_WORK TO COMPLETE:_
Copy all lines in the material holding the string "derive".

_RECORDED DATA:_
┄┄┄┄┄┄┄┄┄┄

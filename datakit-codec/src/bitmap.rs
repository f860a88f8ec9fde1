//! Bitmap payload: the bitmap-set wire format over the 16-bit domain.
//!
//! Stores a set, so it only accepts what reads as one: strictly ascending
//! values that all fit in sixteen bits.

use alloc::vec::Vec;

use datakit_bitmap::{
    serialize,
    Bitmap,
};

use crate::{
    Error,
    Metadata,
};

pub(crate) fn encode(values: &[u64], dst: &mut [u8]) -> Result<(usize, Metadata), Error> {
    let mut previous: Option<u64> = None;
    for &value in values {
        if value > u64::from(u16::MAX) {
            return Err(Error::ValueOutOfDomain(value));
        }
        if previous.map_or(false, |p| p >= value) {
            return Err(Error::NotAscending);
        }
        previous = Some(value);
    }
    let set = Bitmap::from_sorted_iter(values.iter().map(|&v| v as u16))
        .map_err(Error::from)?;
    let written = set.serialize(dst)?;
    Ok((
        written,
        Metadata::Bitmap {
            kind: set.stats().kind,
        },
    ))
}

pub(crate) fn decode(src: &[u8], count: usize, out: &mut Vec<u64>) -> Result<usize, Error> {
    let (set, consumed) = Bitmap::deserialize(src)?;
    if set.cardinality() as usize != count {
        return Err(Error::CountMismatch {
            expected: count as u64,
            actual: u64::from(set.cardinality()),
        });
    }
    out.extend(set.iter().map(u64::from));
    Ok(consumed)
}

pub(crate) fn size(src: &[u8]) -> Result<usize, Error> {
    let total = serialize::peek_len(src)?;
    if total > src.len() {
        return Err(Error::UnexpectedEnd);
    }
    Ok(total)
}
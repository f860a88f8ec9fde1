//! System benchmark: stream values through the adaptive codec and report
//! throughput over the raw input bytes.

use std::time::Instant;

use datakit_codec::{
    decode_to_vec,
    encode,
    max_encoded_size,
};
use rand::{
    rngs::StdRng,
    Rng,
    SeedableRng,
};
use serde::Serialize;

const DEFAULT_MB: usize = 16;
const DEFAULT_ITERS: usize = 3;
const BLOCK_VALUES: usize = 8_192;

/// Output rendering for the report.
#[derive(Debug, Clone, Copy, PartialEq, Eq)]
pub enum Format {
    Human,
    Json,
    Csv,
}

impl Format {
    pub fn from_flags(json: bool, csv: bool) -> Self {
        if json {
            Format::Json
        } else if csv {
            Format::Csv
        } else {
            Format::Human
        }
    }
}

#[derive(Debug, Serialize)]
struct Report {
    mb: usize,
    iters: usize,
    encoded_bytes: usize,
    ratio: f64,
    encode_mb_s: f64,
    decode_mb_s: f64,
}

pub fn run(format: Format, mb: Option<usize>, iters: Option<usize>) {
    let mb = mb.unwrap_or(DEFAULT_MB).max(1);
    let iters = iters.unwrap_or(DEFAULT_ITERS).max(1);
    let total_values = mb * 1024 * 1024 / 8;

    // A mix of the shapes the selector routes differently.
    let mut rng = StdRng::seed_from_u64(41);
    let values: Vec<u64> = (0..total_values)
        .map(|at| match at / BLOCK_VALUES % 3 {
            0 => 3_000_000 + at as u64,
            1 => 9_000_000 + rng.gen_range(0..4_096),
            _ => [100, 200, 300, 404, 500][rng.gen_range(0..5)],
        })
        .collect();
    let raw_bytes = values.len() * 8;

    let mut buf = vec![0u8; max_encoded_size(BLOCK_VALUES)];
    let mut encoded_bytes = 0;
    let mut best_encode = f64::MAX;
    let mut best_decode = f64::MAX;

    for _ in 0..iters {
        encoded_bytes = 0;
        let start = Instant::now();
        for block in values.chunks(BLOCK_VALUES) {
            let (written, _) = encode(block, &mut buf).expect("encode");
            encoded_bytes += written;
        }
        best_encode = best_encode.min(start.elapsed().as_secs_f64());

        let mut blocks = Vec::with_capacity(values.len() / BLOCK_VALUES + 1);
        for block in values.chunks(BLOCK_VALUES) {
            let (written, _) = encode(block, &mut buf).expect("encode");
            blocks.push((buf[..written].to_vec(), block.len()));
        }
        let start = Instant::now();
        for (encoded, count) in &blocks {
            let (decoded, _) = decode_to_vec(encoded, *count).expect("decode");
            std::hint::black_box(decoded.len());
        }
        best_decode = best_decode.min(start.elapsed().as_secs_f64());
    }

    let report = Report {
        mb,
        iters,
        encoded_bytes,
        ratio: encoded_bytes as f64 / raw_bytes as f64,
        encode_mb_s: raw_bytes as f64 / (1024.0 * 1024.0) / best_encode,
        decode_mb_s: raw_bytes as f64 / (1024.0 * 1024.0) / best_decode,
    };

    match format {
        Format::Human => {
            println!("speed: {} MB x {} iters", report.mb, report.iters);
            println!(
                "  encoded {} bytes (ratio {:.3})",
                report.encoded_bytes, report.ratio
            );
            println!("  encode {:.1} MB/s", report.encode_mb_s);
            println!("  decode {:.1} MB/s", report.decode_mb_s);
        }
        Format::Json => {
            println!(
                "{}",
                serde_json::to_string_pretty(&report).expect("report serializes")
            );
        }
        Format::Csv => {
            println!("mb,iters,encoded_bytes,ratio,encode_mb_s,decode_mb_s");
            println!(
                "{},{},{},{:.4},{:.1},{:.1}",
                report.mb,
                report.iters,
                report.encoded_bytes,
                report.ratio,
                report.encode_mb_s,
                report.decode_mb_s
            );
        }
    }
}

┄┄┄┄┄┄┄┄┄┄

_EXERCISE RESULT:_
#[derive(Debug, Clone, Copy, PartialEq, Eq)]
#[derive(Debug, Serialize)]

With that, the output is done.